Citoyenneté, révocation possible jusqu’à dix ans à compter de la condamnation

En plus de mettre en œuvre la nouvelle définition de l’article pyrotechnique contenu dans la législation communautaire, le décret intervient également en matière de révocation de la citoyenneté: la période où elle peut être exercée contre l’étranger, à partir de la peine de condamnation pour les crimes graves déjà prévus par le système, prolongés de trois à dix ans, à condition qu’elle ait ou peut acquérir une autre citoyenneté.

Le crime d’emploi illégal des propriétés

Le décret, comme déjà le DDL, introduit un nouveau cas de crime visant à contraster le phénomène des occupations illégales de biens destinés à la maison des autres ou de ses accessoires, ou de l’appropriation des biens destinés au domicile des autres, ou de ses artifices pertinents, avec des artifices et des arnaques. Le crime est puni d’emprisonnement de deux à sept ans. La procédure de bureau est prévue si le fait est commis contre une personne incapable, par âge ou pour l’infirmité, et même si elle est commise sur les propriétés publiques ou la destination publique. En outre, une procédure visant à accélérer la réintégration en possession de la propriété occupée est introduite, si la même chose est la seule maison réelle de la dénonciation.

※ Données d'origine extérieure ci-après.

//! Bit allocation between granules and channels
//!
//! Turns perceptual entropy and reservoir headroom into per-channel
//! targets for the quantization loop, and drives the VBR bit search.

use crate::config::SessionConfig;
use crate::outer_loop::Quantizer;
use crate::reservoir::BitReservoir;
use crate::types::{
    BlockType, GranuleInfo, SideInfo, XrPow, MAX_BITS_PER_CHANNEL, MAX_BITS_PER_GRANULE, SBMAX_L,
    SBMAX_S, SFBMAX,
};
use log::trace;

/// Granule ceiling from [`on_pe`]
#[derive(Debug, Clone, Copy, PartialEq, Eq)]
pub struct PeBudget {
    /// Most bits both channels of the granule may use together
    pub max_bits: i32,
    /// The reservoir is above 90% of its ceiling
    pub reservoir_nearly_full: bool,
}

/// Split the granule's reservoir grant between channels, giving more to
/// channels with higher perceptual entropy.
///
/// `compensate` is set for the second CBR granule, whose mean bits the
/// reservoir has not been credited with yet.
pub fn on_pe(
    reservoir: &BitReservoir,
    pe: &[f32; 2],
    channels: usize,
    targ_bits: &mut [i32; 2],
    mean_bits: i32,
    compensate: bool,
    substep_shaping: u8,
) -> PeBudget {
    let grant = reservoir.max_bits(mean_bits, compensate, substep_shaping);
    let extra_bits = grant.extra_bits;
    let max_bits = (grant.targ_bits + extra_bits).min(MAX_BITS_PER_GRANULE);

    let mut add_bits = [0i32; 2];
    let mut bits = 0;
    for ch in 0..channels {
        targ_bits[ch] = MAX_BITS_PER_CHANNEL.min(grant.targ_bits / channels as i32);

        let mut add = (targ_bits[ch] as f32 * pe[ch] / 700.0 - targ_bits[ch] as f32) as i32;

        // at most increase bits by 1.5 * average
        add = add.min(mean_bits * 3 / 4).max(0);
        if add + targ_bits[ch] > MAX_BITS_PER_CHANNEL {
            add = (MAX_BITS_PER_CHANNEL - targ_bits[ch]).max(0);
        }
        add_bits[ch] = add;
        bits += add;
    }
    if bits > extra_bits && bits > 0 {
        for add in add_bits.iter_mut().take(channels) {
            *add = extra_bits * *add / bits;
        }
    }

    for ch in 0..channels {
        targ_bits[ch] += add_bits[ch];
    }

    let bits: i32 = targ_bits[..channels].iter().sum();
    if bits > MAX_BITS_PER_GRANULE {
        for t in targ_bits.iter_mut().take(channels) {
            *t = *t * MAX_BITS_PER_GRANULE / bits;
        }
    }

    PeBudget {
        max_bits,
        reservoir_nearly_full: grant.nearly_full,
    }
}

/// Move bits from the side channel to the mid channel of an M/S granule.
///
/// `ms_ener_ratio` is side energy over mid plus side energy; 0.5 leaves
/// the split alone, 0 moves a third. The side channel keeps at least 125
/// bits as long as `max_bits` covers the incoming total.
pub fn reduce_side(targ_bits: &mut [i32; 2], ms_ener_ratio: f32, mean_bits: i32, max_bits: i32) {
    let fac = (0.33 * (0.5 - ms_ener_ratio) / 0.5).clamp(0.0, 0.5);

    let mut move_bits = (fac * 0.5 * (targ_bits[0] + targ_bits[1]) as f32) as i32;
    if move_bits > MAX_BITS_PER_CHANNEL - targ_bits[0] {
        move_bits = MAX_BITS_PER_CHANNEL - targ_bits[0];
    }
    move_bits = move_bits.max(0);

    if targ_bits[1] >= 125 {
        if targ_bits[1] - move_bits > 125 {
            // mid already has more than the average: only take from side
            if targ_bits[0] < mean_bits {
                targ_bits[0] += move_bits;
            }
            targ_bits[1] -= move_bits;
        } else {
            targ_bits[0] += targ_bits[1] - 125;
            targ_bits[1] = 125;
        }
    }

    let total = targ_bits[0] + targ_bits[1];
    if total > max_bits {
        targ_bits[0] = max_bits * targ_bits[0] / total;
        targ_bits[1] = max_bits * targ_bits[1] / total;
    }
    debug_assert!(targ_bits[0] <= MAX_BITS_PER_CHANNEL);
    debug_assert!(targ_bits[1] <= MAX_BITS_PER_CHANNEL);
}

/// Per-granule targets of an ABR frame
#[derive(Debug, Clone, Copy, PartialEq, Eq)]
pub struct AbrTargets {
    pub targ_bits: [[i32; 2]; 2],
    /// Budget for a channel detected as analog silence
    pub analog_silence_bits: i32,
    /// Main data bits of the largest allowed frame
    pub max_frame_bits: i32,
}

/// Targets for an ABR frame from the average bitrate, perceptual entropy
/// and the M/S energy ratio
pub fn calc_target_bits(
    session: &SessionConfig,
    reservoir: &mut BitReservoir,
    side: &SideInfo,
    pe: &[[f32; 2]; 2],
    ms_ener_ratio: &[f32; 2],
    mid_side: bool,
    substep_shaping: u8,
) -> AbrTargets {
    let mode_gr = session.mode_gr;
    let channels = session.channels;
    let gr_ch = (mode_gr * channels) as i32;
    let sideinfo_bits = session.sideinfo_len as i32 * 8;

    let max_frame_bits = reservoir
        .frame_begin(session.frame_bits(session.vbr_max_index, false))
        .full_frame_bits;

    let analog_silence_bits = (session.frame_bits(1, false) - sideinfo_bits) / gr_ch;

    let mut mean = session.mean_bitrate_kbps as f32 * session.framesize as f32 * 1000.0;
    if substep_shaping & 1 != 0 {
        mean *= 1.09;
    }
    let mut mean_bits = (mean / session.sample_rate as f32) as i32;
    mean_bits -= sideinfo_bits;
    mean_bits /= gr_ch;

    // share of the average kept out of the reservoir: 1.0 at 256 kbps,
    // 0.93 at 128 kbps
    let res_factor =
        (0.93 + 0.07 * (11.0 - session.compression_ratio) / (11.0 - 5.5)).clamp(0.90, 1.00);

    let mut targ_bits = [[0i32; 2]; 2];
    for gr in 0..mode_gr {
        let mut sum = 0;
        for ch in 0..channels {
            let mut t = (res_factor * mean_bits as f32) as i32;
            if pe[gr][ch] > 700.0 {
                let mut add = ((pe[gr][ch] - 700.0) / 1.4) as i32;
                // short blocks use a little extra, no matter what the pe
                if side.tt[gr][ch].block_type == BlockType::Short && add < mean_bits / 2 {
                    add = mean_bits / 2;
                }
                if add > mean_bits * 3 / 2 {
                    add = mean_bits * 3 / 2;
                } else if add < 0 {
                    add = 0;
                }
                t += add;
            }
            t = t.min(MAX_BITS_PER_CHANNEL);
            targ_bits[gr][ch] = t;
            sum += t;
        }
        if sum > MAX_BITS_PER_GRANULE {
            for t in targ_bits[gr].iter_mut().take(channels) {
                *t = *t * MAX_BITS_PER_GRANULE / sum;
            }
        }
    }

    if mid_side {
        for gr in 0..mode_gr {
            reduce_side(
                &mut targ_bits[gr],
                ms_ener_ratio[gr],
                mean_bits * channels as i32,
                MAX_BITS_PER_GRANULE,
            );
        }
    }

    let mut total = 0;
    for row in targ_bits.iter_mut().take(mode_gr) {
        for t in row.iter_mut().take(channels) {
            *t = (*t).min(MAX_BITS_PER_CHANNEL);
            total += *t;
        }
    }

    if total > max_frame_bits && total > 0 {
        for row in targ_bits.iter_mut().take(mode_gr) {
            for t in row.iter_mut().take(channels) {
                *t = *t * max_frame_bits / total;
            }
        }
    }

    AbrTargets {
        targ_bits,
        analog_silence_bits,
        max_frame_bits,
    }
}

/// Main data bits available at every bitrate index up to the VBR
/// maximum. Entry 0 (free format) is unused.
///
/// Leaves the reservoir ceiling set for the largest index.
pub fn get_framebits(session: &SessionConfig, reservoir: &mut BitReservoir) -> [i32; 15] {
    let mut frame_bits = [0i32; 15];
    for (index, bits) in frame_bits.iter_mut().enumerate().take(session.vbr_max_index + 1).skip(1) {
        *bits = reservoir.frame_begin(session.frame_bits(index, false)).full_frame_bits;
    }
    frame_bits
}

/// Tighten the allowed noise of high bands and lower every granule's
/// ceiling by 10% after a VBR pass overshot the largest frame
pub fn bitpressure_strategy(
    side: &SideInfo,
    xmin: &mut [[[f32; SFBMAX]; 2]; 2],
    min_bits: &[[i32; 2]; 2],
    max_bits: &mut [[i32; 2]; 2],
    mode_gr: usize,
    channels: usize,
) {
    for gr in 0..mode_gr {
        for ch in 0..channels {
            let gi = &side.tt[gr][ch];
            let pxmin = &mut xmin[gr][ch];
            let mut pos = 0;
            for sfb in 0..gi.psy_lmax {
                pxmin[pos] *= 1.0 + 0.029 * (sfb * sfb) as f32 / (SBMAX_L * SBMAX_L) as f32;
                pos += 1;
            }
            if gi.block_type == BlockType::Short {
                for sfb in gi.sfb_smin..SBMAX_S {
                    let fac = 1.0 + 0.029 * (sfb * sfb) as f32 / (SBMAX_S * SBMAX_S) as f32;
                    for _ in 0..3 {
                        if pos < SFBMAX {
                            pxmin[pos] *= fac;
                        }
                        pos += 1;
                    }
                }
            }
            max_bits[gr][ch] = min_bits[gr][ch].max((0.9 * max_bits[gr][ch] as f32) as i32);
        }
    }
}

/// Binary search over the granule budget for the cheapest quantization
/// without audible distortion, within 12 bits of the optimum.
///
/// Without a masked solution the last trial is kept. `gi` and `xrpow` are
/// left at the best quantization found.
pub fn vbr_encode_granule(
    quantizer: &mut Quantizer,
    gi: &mut GranuleInfo,
    xmin: &[f32; SFBMAX],
    xrpow: &mut XrPow,
    ch: usize,
    mut min_bits: i32,
    mut max_bits: i32,
) {
    let ceiling = max_bits;
    let sfb21_extra = quantizer.sfb21_extra;
    let mut this_bits = (max_bits + min_bits) / 2;
    let mut best: Option<(GranuleInfo, XrPow)> = None;
    let mut restored = false;

    loop {
        quantizer.sfb21_extra = if this_bits > ceiling - 42 { false } else { sfb21_extra };

        let over = quantizer.outer_loop(gi, xmin, xrpow, ch, this_bits);
        trace!("vbr search ch {}: {} bits -> over {}", ch, this_bits, over);

        if over <= 0 {
            let real_bits = gi.part2_3_length;
            best = Some((gi.clone(), xrpow.clone()));
            restored = false;
            max_bits = real_bits - 32;
        } else {
            min_bits = this_bits + 32;
            if let Some((best_gi, best_xrpow)) = &best {
                gi.clone_from(best_gi);
                xrpow.clone_from(best_xrpow);
                restored = true;
            }
        }
        this_bits = (max_bits + min_bits) / 2;
        if max_bits - min_bits <= 12 {
            break;
        }
    }

    quantizer.sfb21_extra = sfb21_extra;
    if restored {
        if let Some((best_gi, _)) = &best {
            gi.l3_enc = best_gi.l3_enc;
        }
    }
    debug_assert!(gi.part2_3_length <= ceiling);
}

Sacs et escroqueries aux personnes âgées

Une nouvelle circonstance commune aggravante est prévue dans les crimes non inculpables contre la vie et la sécurité publique et individuelle, contre la liberté personnelle et contre le patrimoine, ou qui offense en tout cas le patrimoine: celui d’avoir commis le fait à l’intérieur ou dans l’adjacence immédiate des stations ferroviaires et de métro ou dans les convoyes utilisées pour le transport des passagers. Dans la nouvelle formulation, la portée des crimes a été redéfinie en ce qui concerne lesquelles la nouvelle circonstance aggravante exprime un degré d’offensivité plus élevée, par exemple pour justifier l’augmentation de la punition. Les outils de dissuasion et de répression des escroqueries aux personnes âgées sont également renforcés, par l’introduction d’une hypothèse spécifique de fraude aggravée (de deux à six ans et une amende de 700 à 3 mille euros) avec une arrestation dans la loi. Dans la Chambre, l’augmentation de la peine jusqu’à un tiers pour le crime de dommage à l’occasion d’événements publics, commis avec violence à la personne ou à la menace, punie d’une peine d’emprisonnement d’un an et de six mois à cinq ans et une amende pouvant aller jusqu’à 15 000 euros.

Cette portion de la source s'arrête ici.